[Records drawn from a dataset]
◇ ◇ ◇
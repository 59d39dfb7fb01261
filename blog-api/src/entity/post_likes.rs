use sea_orm::entity::prelude::*;

/// Membership row of the likes relation; the composite key forbids duplicates.
#[derive(Clone, Debug, PartialEq, DeriveEntityModel, Eq)]
#[sea_orm(table_name = "post_likes")]
pub struct Model {
    #[sea_orm(primary_key, auto_increment = false)]
    pub post_id: Uuid,
    #[sea_orm(primary_key, auto_increment = false)]
    pub user_id: Uuid,
}

#[derive(Copy, Clone, Debug, EnumIter, DeriveRelation)]
pub enum Relation {
    #[sea_orm(
        belongs_to = "super::posts::Entity",
        from = "Column::PostId",
        to = "super::posts::Column::PostId",
        on_update = "NoAction",
        on_delete = "Cascade"
    )]
    Posts,
    #[sea_orm(
        belongs_to = "super::users::Entity",
        from = "Column::UserId",
        to = "super::users::Column::UserId",
        on_update = "NoAction",
        on_delete = "Cascade"
    )]
    Users,
}

impl Related<super::posts::Entity> for Entity {
    fn to() -> RelationDef {
        Relation::Posts.def()
    }
}
impl Related<super::users::Entity> for Entity {
    fn to() -> RelationDef {
        Relation::Users.def()
    }
}

impl ActiveModelBehavior for ActiveModel {}
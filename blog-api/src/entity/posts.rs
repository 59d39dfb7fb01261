use sea_orm::entity::prelude::*;

#[derive(Clone, Debug, PartialEq, DeriveEntityModel, Eq)]
#[sea_orm(table_name = "posts")]
pub struct Model {
    #[sea_orm(primary_key, auto_increment = false)]
    pub post_id: Uuid,
    pub user_id: Uuid,
    pub title: String,
    pub description: Option<String>,
    pub content: Option<String>,
    pub posted: DateTime,
}

#[derive(Copy, Clone, Debug, EnumIter, DeriveRelation)]
pub enum Relation {
    #[sea_orm(
        belongs_to = "super::users::Entity",
        from = "Column::UserId",
        to = "super::users::Column::UserId",
        on_update = "NoAction",
        on_delete = "Cascade"
    )]
    Users,
    #[sea_orm(has_many = "super::comments::Entity")]
    Comments,
    #[sea_orm(has_many = "super::post_likes::Entity")]
    PostLikes,
}

impl Related<super::users::Entity> for Entity {
    fn to() -> RelationDef {
        Relation::Users.def()
    }
}
impl Related<super::comments::Entity> for Entity {
    fn to() -> RelationDef {
        Relation::Comments.def()
    }
}
impl Related<super::post_likes::Entity> for Entity {
    fn to() -> RelationDef {
        Relation::PostLikes.def()
    }
}

impl ActiveModelBehavior for ActiveModel {}
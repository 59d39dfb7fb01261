pub mod validation;

pub mod data_structures {
    use chrono::NaiveDateTime;
    use serde;
    use uuid::Uuid;
    use validator::Validate;

    pub const POSTS_PER_PAGE: u64 = 5;
    pub const AUTHORS_PER_PAGE: u64 = 10;

    #[derive(Clone, serde::Serialize, serde::Deserialize, Debug, Validate)]
    pub struct RegistrationData {
        #[validate(
            length(min = 3, message = "Username must be at least 3 characters long."),
            custom(function = "crate::validation::validate_username")
        )]
        pub username: String,
        #[validate(email(message = "Enter a valid email address."))]
        pub email: String,
        #[validate(custom(function = "crate::validation::validate_password"))]
        pub password1: String,
        #[validate(must_match(
            other = "password1",
            message = "The two password fields didn't match."
        ))]
        pub password2: String,
    }

    #[derive(Clone, serde::Serialize, serde::Deserialize, Debug)]
    pub struct LoginData {
        pub username: String,
        pub password: String,
    }

    #[derive(Clone, serde::Serialize, serde::Deserialize, Debug, Validate)]
    pub struct PostFormData {
        #[validate(length(min = 1, max = 200, message = "title must be between 1 and 200 characters"))]
        pub title: String,
        #[validate(length(max = 500, message = "description must be at most 500 characters"))]
        pub description: Option<String>,
        pub content: Option<String>,
    }

    #[derive(Clone, serde::Serialize, serde::Deserialize, Debug, Validate)]
    pub struct CommentFormData {
        #[validate(length(min = 1, message = "comment content is required"))]
        pub content: String,
    }

    #[derive(Clone, serde::Serialize, serde::Deserialize, Debug, Default, Validate)]
    pub struct ProfileFormData {
        #[validate(length(max = 500, message = "bio must be at most 500 characters"))]
        #[serde(default)]
        pub bio: String,
    }

    #[derive(serde::Serialize, serde::Deserialize, Debug, Clone, Default)]
    pub struct PostsQuery {
        pub q: Option<String>,
        pub page: Option<u64>,
    }

    #[derive(serde::Serialize, serde::Deserialize, Debug, Clone, Default)]
    pub struct PageQuery {
        pub page: Option<u64>,
    }

    #[derive(Clone, serde::Serialize, serde::Deserialize, Debug, PartialEq, Eq)]
    pub struct Page<T> {
        pub items: Vec<T>,
        pub page: u64,
        pub num_pages: u64,
        pub total: u64,
    }

    #[derive(Clone, Copy, serde::Serialize, serde::Deserialize, Debug, PartialEq, Eq)]
    pub struct SiteStats {
        pub num_posts: u64,
        pub num_authors: u64,
    }

    #[derive(Clone, serde::Serialize, serde::Deserialize, Debug, PartialEq, Eq)]
    pub struct UserData {
        pub user_id: Uuid,
        pub username: String,
        pub email: String,
        pub joined: NaiveDateTime,
    }

    #[derive(Clone, serde::Serialize, serde::Deserialize, Debug, PartialEq, Eq)]
    pub struct PostData {
        pub post_id: Uuid,
        pub user_id: Uuid,
        pub author: String,
        pub title: String,
        pub description: Option<String>,
        pub content: Option<String>,
        pub posted: NaiveDateTime,
        pub total_likes: u64,
    }

    #[derive(Clone, serde::Serialize, serde::Deserialize, Debug, PartialEq, Eq)]
    pub struct CommentData {
        pub comment_id: Uuid,
        pub post_id: Uuid,
        pub user_id: Uuid,
        pub author: String,
        pub posted: NaiveDateTime,
        pub content: String,
    }

    #[derive(Clone, serde::Serialize, serde::Deserialize, Debug, PartialEq, Eq)]
    pub struct PostDetail {
        pub post: PostData,
        pub comments: Vec<CommentData>,
        /// Present only when the request carries a valid session.
        #[serde(skip_serializing_if = "Option::is_none", default)]
        pub is_liked: Option<bool>,
    }

    #[derive(Clone, Copy, serde::Serialize, serde::Deserialize, Debug, PartialEq, Eq)]
    pub struct LikeToggle {
        pub liked: bool,
        pub total_likes: u64,
    }

    #[derive(Clone, serde::Serialize, serde::Deserialize, Debug, PartialEq, Eq)]
    pub struct ProfileData {
        pub profile_id: Uuid,
        pub user_id: Uuid,
        pub username: String,
        pub bio: String,
        pub has_picture: bool,
    }

    #[derive(Clone, serde::Serialize, serde::Deserialize, Debug, PartialEq, Eq)]
    pub struct AuthorSummary {
        pub user_id: Uuid,
        pub username: String,
        pub profile_id: Option<Uuid>,
    }

    #[derive(Clone, serde::Serialize, serde::Deserialize, Debug, PartialEq, Eq)]
    pub struct AuthorDetail {
        pub profile: ProfileData,
        pub posts: Vec<PostData>,
        pub total_likes: u64,
    }

    #[derive(Clone, serde::Serialize, serde::Deserialize, Debug, PartialEq, Eq)]
    pub struct DashboardData {
        pub posts: Vec<PostData>,
        pub total_posts: u64,
        pub total_likes: u64,
        pub total_comments: u64,
    }

    #[derive(Clone, serde::Serialize, serde::Deserialize, Debug, PartialEq, Eq)]
    pub struct ProfilePageData {
        pub user: UserData,
        pub profile: Option<ProfileData>,
        #[serde(flatten)]
        pub dashboard: DashboardData,
    }

    #[derive(Clone, serde::Serialize, Debug)]
    pub struct ValidationErrorResponse {
        pub reason: String,
        pub errors: validator::ValidationErrors,
    }

    #[derive(Clone, serde::Serialize, serde::Deserialize, Debug, PartialEq, Eq)]
    pub struct ErrorResponse {
        pub error: String,
    }
}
◇ ◇ ◇
→ **PROMPT**
Only a number is wanted here: the count of lines above that contain the word "CommentData".

→ **RESULT FOR THIS TASK**
2